Ebola: Spanish nurse making ‘giant steps’ towards recovery

Ambulance arrives at Madrid's Carlos III Hospital
An ambulance arrives at Madrid’s Carlos III hospital where Teresa Romero is being treated. Photograph: Juan Medina/Reuters

Teresa Romero, the Spanish nursing auxiliary who earlier this month became the first person to contract Ebola in Europe, is making “giant steps” towards recovery, according to hospital sources in Madrid.

Yesterday she got out of bed for the first time since she was admitted. Staff said she was animated. Her appetite had improved to the point that she was demanding “jamón and chorizo”.

Although still wearing an oxygen mask, Romero’s left lung was said to be functioning “at 100%” and her viral load is continuing to fall. She is having a third test for Ebola today and doctors predict that on Monday morning they will announce that she has tested negative for the disease.

Madrid health authorities have claimed that Romero contracted the disease after touching the face of the Spanish missionary she was treating. However, yesterday she said that she had no memory of this. “If something like that had happened I would have told you,” she is reported to have told her husband.

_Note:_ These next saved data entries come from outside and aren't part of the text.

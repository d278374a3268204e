mod error;
mod genres;
mod http_mapping;
mod query;
mod types;

pub use error::CatalogError;
pub use genres::{with_genres_added, with_genres_removed};
pub use http_mapping::catalog_error_to_status_code;
pub use query::{filter_contents, paginate};
pub use types::Content;
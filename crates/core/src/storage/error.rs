use thiserror::Error;

/// Errors that can occur during repository operations.
#[derive(Debug, Error, Clone, PartialEq, Eq)]
pub enum RepositoryError {
    #[error("{entity_type} not found: {id}")]
    NotFound {
        entity_type: &'static str,
        id: String,
    },
    #[error("{entity_type} already exists: {id}")]
    AlreadyExists {
        entity_type: &'static str,
        id: String,
    },
    #[error("Connection failed: {0}")]
    ConnectionFailed(String),
    #[error("Query failed: {0}")]
    QueryFailed(String),
    #[error("Serialization error: {0}")]
    Serialization(String),
    #[error("Invalid data: {0}")]
    InvalidData(String),
}

/// Result type for repository operations.
pub type Result<T> = std::result::Result<T, RepositoryError>;
use std::{env, time::Duration};

/// Application configuration loaded from environment variables.
#[derive(Debug, Clone)]
pub struct Config {
    /// Cache TTL in seconds (default: 300)
    pub cache_ttl_seconds: u64,
    /// Maximum number of cache entries (default: 10,000)
    pub cache_max_entries: usize,
    /// Path to SQLite database file (default: "playbill.db")
    /// Note: Only used when the `sqlite` feature is enabled.
    #[allow(dead_code)]
    pub sqlite_path: String,
}

impl Config {
    /// Load configuration from environment variables.
    ///
    /// Environment variables:
    /// - `CACHE_TTL_SECONDS` - Cache TTL in seconds (default: 300)
    /// - `CACHE_MAX_ENTRIES` - Maximum cache entries (default: 10,000)
    /// - `SQLITE_PATH` - SQLite database path (default: "playbill.db")
    pub fn from_env() -> Self {
        Self {
            cache_ttl_seconds: env::var("CACHE_TTL_SECONDS")
                .ok()
                .and_then(|v| v.parse().ok())
                .unwrap_or(300),
            cache_max_entries: env::var("CACHE_MAX_ENTRIES")
                .ok()
                .and_then(|v| v.parse().ok())
                .unwrap_or(10_000),
            sqlite_path: env::var("SQLITE_PATH").unwrap_or_else(|_| "playbill.db".to_string()),
        }
    }

    /// Get cache TTL as a Duration.
    pub fn cache_ttl(&self) -> Duration {
        Duration::from_secs(self.cache_ttl_seconds)
    }
}

impl Default for Config {
    fn default() -> Self {
        Self::from_env()
    }
}
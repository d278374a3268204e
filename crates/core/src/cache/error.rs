use thiserror::Error;

/// Errors that can occur during cache operations.
#[derive(Debug, Error, Clone, PartialEq, Eq)]
pub enum CacheError {
    #[error("Cache operation failed: {0}")]
    OperationFailed(String),
    #[error("Serialization error: {0}")]
    Serialization(String),
}

/// Result type for cache operations.
pub type Result<T> = std::result::Result<T, CacheError>;
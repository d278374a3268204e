//! Pure genre mutation helpers.
//!
//! Both functions take the current content value and produce a new value
//! with a rewritten genre sequence; persisting the result is the caller's
//! concern (read-modify-write against the store).

use super::Content;

/// Returns a new content value with `genres` appended to the existing
/// genre sequence.
///
/// Appending does not deduplicate: adding a genre the content already
/// carries yields a repeated entry. Removal is the only way to shrink the
/// sequence.
pub fn with_genres_added(content: &Content, genres: &[String]) -> Content {
    let mut updated = content.genres.clone();
    updated.extend(genres.iter().cloned());
    content.clone().with_genres(updated)
}

/// Returns a new content value whose genre sequence excludes *all*
/// occurrences of any genre in `genres`.
///
/// Matching is exact (case-sensitive). Duplicates of genres that are not
/// being removed survive untouched.
pub fn with_genres_removed(content: &Content, genres: &[String]) -> Content {
    let updated = content
        .genres
        .iter()
        .filter(|g| !genres.contains(*g))
        .cloned()
        .collect();
    content.clone().with_genres(updated)
}
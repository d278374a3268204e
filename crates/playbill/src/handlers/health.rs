//! Health check endpoint.

use axum::http::StatusCode;

/// GET /livez - Basic liveness probe.
///
/// Returns 200 immediately. Used to check if the server is accepting
/// connections; no store or cache access is involved.
pub async fn livez() -> StatusCode {
    StatusCode::OK
}
use std::{fmt, io};

use thiserror::Error;

#[derive(Debug, Error)]
pub enum FormatError {
    #[error("no renderer configured for an element type that requires one")]
    MissingRenderer,

    #[error("sink rejected write: {0}")]
    Sink(#[from] io::Error),

    #[error("formatter error")]
    Fmt(#[from] fmt::Error),
}

#[derive(Debug, Error)]
pub enum ConfigError {
    #[error("{0}")]
    Io(#[from] io::Error),

    #[error("malformed options: {0}")]
    Json(#[from] serde_json::Error),
}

Romero is being treated with a combination of serum made up of antibodies extracted from Ebola survivors and anti-viral drugs. “They are complementary treatments,” Juan García de Lomas, head of microbiology at the Hospital Clinic in Valencia explained.

However, experts warn that the antiviral is experimental and has only been tested on mice. The possible side-effects on humans are not known.

Until now Romero has been unaware that she has become a household name, with her picture on front pages and websites around the world and camera crews camped outside the hospital. Her family says she has been “in a cloud” and was initially so heavily medicated she found it difficult to hold a conversation. She still doesn’t know that the family dog, Excalibur, was put down by the health authorities.